### BRIEF
Your answer should be the exact lines of the data below from the one containing "async fn clear(&self, node: &str)" through the one containing "pub fn contains(&self, key: &str)"; please include nothing else.

(Data items)
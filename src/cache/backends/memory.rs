//! In-memory tier backends for single-process deployments and tests

use async_trait::async_trait;
use dashmap::DashMap;
use std::sync::atomic::{AtomicBool, AtomicU64, Ordering};

use super::{BackendResult, CacheBackendError, DurableStore, RemoteCacheTransport};
use crate::cache::entry::CacheEntry;

/// Shared failure switch and call counter for the in-memory backends
#[derive(Debug, Default)]
struct Faults {
    failing: AtomicBool,
    calls: AtomicU64,
}

impl Faults {
    fn check(&self, operation: &str) -> BackendResult<()> {
        self.calls.fetch_add(1, Ordering::Relaxed);
        if self.failing.load(Ordering::Relaxed) {
            Err(CacheBackendError::Unavailable(format!(
                "injected failure during {operation}"
            )))
        } else {
            Ok(())
        }
    }
}

fn live_entry<V: Clone>(
    entries: &DashMap<String, CacheEntry<V>>,
    key: &str,
) -> Option<CacheEntry<V>> {
    let expired = match entries.get(key) {
        None => return None,
        Some(entry) if !entry.is_expired() => return Some(entry.clone()),
        Some(_) => true,
    };
    if expired {
        entries.remove(key);
    }
    None
}

fn remove_tagged<V>(entries: &DashMap<String, CacheEntry<V>>, tags: &[String]) -> Vec<String> {
    let keys: Vec<String> = entries
        .iter()
        .filter(|entry| entry.value().has_any_tag(tags))
        .map(|entry| entry.key().clone())
        .collect();
    keys.into_iter()
        .filter(|key| entries.remove(key).is_some())
        .collect()
}

/// Distributed-tier transport keeping one map per node in this process
#[derive(Debug)]
pub struct InMemoryRemoteTransport<V> {
    nodes: DashMap<String, DashMap<String, CacheEntry<V>>>,
    faults: Faults,
}

impl<V> Default for InMemoryRemoteTransport<V> {
    fn default() -> Self {
        Self {
            nodes: DashMap::new(),
            faults: Faults::default(),
        }
    }
}

impl<V> InMemoryRemoteTransport<V> {
    pub fn new() -> Self {
        Self::default()
    }

    /// Make every following call fail with `CacheBackendError::Unavailable`
    pub fn set_failing(&self, failing: bool) {
        self.faults.failing.store(failing, Ordering::Relaxed);
    }

    /// Number of calls made against the transport
    pub fn call_count(&self) -> u64 {
        self.faults.calls.load(Ordering::Relaxed)
    }

    /// Whether `node` currently stores `key`
    pub fn node_contains(&self, node: &str, key: &str) -> bool {
        self.nodes
            .get(node)
            .map(|entries| entries.contains_key(key))
            .unwrap_or(false)
    }

    pub fn node_len(&self, node: &str) -> usize {
        self.nodes.get(node).map(|entries| entries.len()).unwrap_or(0)
    }
}

#[async_trait]
impl<V> RemoteCacheTransport<V> for InMemoryRemoteTransport<V>
where
    V: Clone + Send + Sync + 'static,
{
    async fn get(&self, node: &str, key: &str) -> BackendResult<Option<CacheEntry<V>>> {
        self.faults.check("get")?;
        Ok(self
            .nodes
            .get(node)
            .and_then(|entries| live_entry(&entries, key)))
    }

    async fn set(&self, node: &str, entry: CacheEntry<V>) -> BackendResult<()> {
        self.faults.check("set")?;
        self.nodes
            .entry(node.to_string())
            .or_default()
            .insert(entry.key.clone(), entry);
        Ok(())
    }

    async fn delete(&self, node: &str, key: &str) -> BackendResult<bool> {
        self.faults.check("delete")?;
        Ok(self
            .nodes
            .get(node)
            .map(|entries| entries.remove(key).is_some())
            .unwrap_or(false))
    }

    async fn invalidate_by_tags(&self, node: &str, tags: &[String]) -> BackendResult<Vec<String>> {
        self.faults.check("invalidate_by_tags")?;
        Ok(self
            .nodes
            .get(node)
            .map(|entries| remove_tagged(&entries, tags))
            .unwrap_or_default())
    }

    async fn clear(&self, node: &str) -> BackendResult<()> {
        self.faults.check("clear")?;
        if let Some(entries) = self.nodes.get(node) {
            entries.clear();
        }
        Ok(())
    }
}

/// Durable-tier store kept in process memory
#[derive(Debug)]
pub struct InMemoryDurableStore<V> {
    entries: DashMap<String, CacheEntry<V>>,
    faults: Faults,
}

impl<V> Default for InMemoryDurableStore<V> {
    fn default() -> Self {
        Self {
            entries: DashMap::new(),
            faults: Faults::default(),
        }
    }
}

impl<V> InMemoryDurableStore<V> {
    pub fn new() -> Self {
        Self::default()
    }

    pub fn set_failing(&self, failing: bool) {
        self.faults.failing.store(failing, Ordering::Relaxed);
    }

    pub fn call_count(&self) -> u64 {
        self.faults.calls.load(Ordering::Relaxed)
    }

    pub fn contains(&self, key: &str) -> bool {
        self.entries.contains_key(key)
    }

    pub fn len(&self) -> usize {
        self.entries.len()
    }

    pub fn is_empty(&self) -> bool {
        self.entries.is_empty()
    }
}

#[async_trait]
impl<V> DurableStore<V> for InMemoryDurableStore<V>
where
    V: Clone + Send + Sync + 'static,
{
    async fn get(&self, key: &str) -> BackendResult<Option<CacheEntry<V>>> {
        self.faults.check("get")?;
        Ok(live_entry(&self.entries, key))
    }

    async fn set(&self, entry: CacheEntry<V>) -> BackendResult<()> {
        self.faults.check("set")?;
        self.entries.insert(entry.key.clone(), entry);
        Ok(())
    }

    async fn delete(&self, key: &str) -> BackendResult<bool> {
        self.faults.check("delete")?;
        Ok(self.entries.remove(key).is_some())
    }

    async fn invalidate_by_tags(&self, tags: &[String]) -> BackendResult<Vec<String>> {
        self.faults.check("invalidate_by_tags")?;
        Ok(remove_tagged(&self.entries, tags))
    }

    async fn clear(&self) -> BackendResult<()> {
        self.faults.check("clear")?;
        self.entries.clear();
        Ok(())
    }
}

#[cfg(test)]
mod tests {
    use super::*;
    use std::time::Duration;

    #[tokio::test]
    async fn test_remote_transport_isolates_nodes() {
        let transport = InMemoryRemoteTransport::new();
        transport
            .set("a", CacheEntry::new("k", 1u32, Duration::from_secs(60)))
            .await
            .unwrap();

        assert_eq!(transport.get("a", "k").await.unwrap().map(|e| e.value), Some(1));
        assert!(transport.get("b", "k").await.unwrap().is_none());
        assert!(transport.node_contains("a", "k"));
        assert_eq!(transport.node_len("b"), 0);
    }

    #[tokio::test]
    async fn test_expired_entries_not_served() {
        let store = InMemoryDurableStore::new();
        store
            .set(CacheEntry::new("k", 1u32, Duration::from_millis(5)))
            .await
            .unwrap();

        tokio::time::sleep(Duration::from_millis(20)).await;
        assert!(store.get("k").await.unwrap().is_none());
        assert!(!store.contains("k"));
    }

    #[tokio::test]
    async fn test_invalidate_by_tags() {
        let store = InMemoryDurableStore::new();
        store
            .set(CacheEntry::new("a", 1u32, Duration::from_secs(60)).with_tags(["x"]))
            .await
            .unwrap();
        store
            .set(CacheEntry::new("b", 2u32, Duration::from_secs(60)).with_tags(["y"]))
            .await
            .unwrap();

        let removed = store.invalidate_by_tags(&["x".to_string()]).await.unwrap();
        assert_eq!(removed, vec!["a".to_string()]);
        assert_eq!(store.len(), 1);
    }

    #[tokio::test]
    async fn test_failure_injection() {
        let store: InMemoryDurableStore<u32> = InMemoryDurableStore::new();
        store.set_failing(true);
        assert!(matches!(
            store.get("k").await,
            Err(CacheBackendError::Unavailable(_))
        ));

        store.set_failing(false);
        assert!(store.get("k").await.unwrap().is_none());
        assert_eq!(store.call_count(), 2);
    }
}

### TASK ANSWER
    async fn clear(&self, node: &str) -> BackendResult<()> {
        self.faults.check("clear")?;
        if let Some(entries) = self.nodes.get(node) {
            entries.clear();
        }
        Ok(())
    }
}

/// Durable-tier store kept in process memory
#[derive(Debug)]
pub struct InMemoryDurableStore<V> {
    entries: DashMap<String, CacheEntry<V>>,
    faults: Faults,
}

impl<V> Default for InMemoryDurableStore<V> {
    fn default() -> Self {
        Self {
            entries: DashMap::new(),
            faults: Faults::default(),
        }
    }
}

impl<V> InMemoryDurableStore<V> {
    pub fn new() -> Self {
        Self::default()
    }

    pub fn set_failing(&self, failing: bool) {
        self.faults.failing.store(failing, Ordering::Relaxed);
    }

    pub fn call_count(&self) -> u64 {
        self.faults.calls.load(Ordering::Relaxed)
    }

    pub fn contains(&self, key: &str) -> bool {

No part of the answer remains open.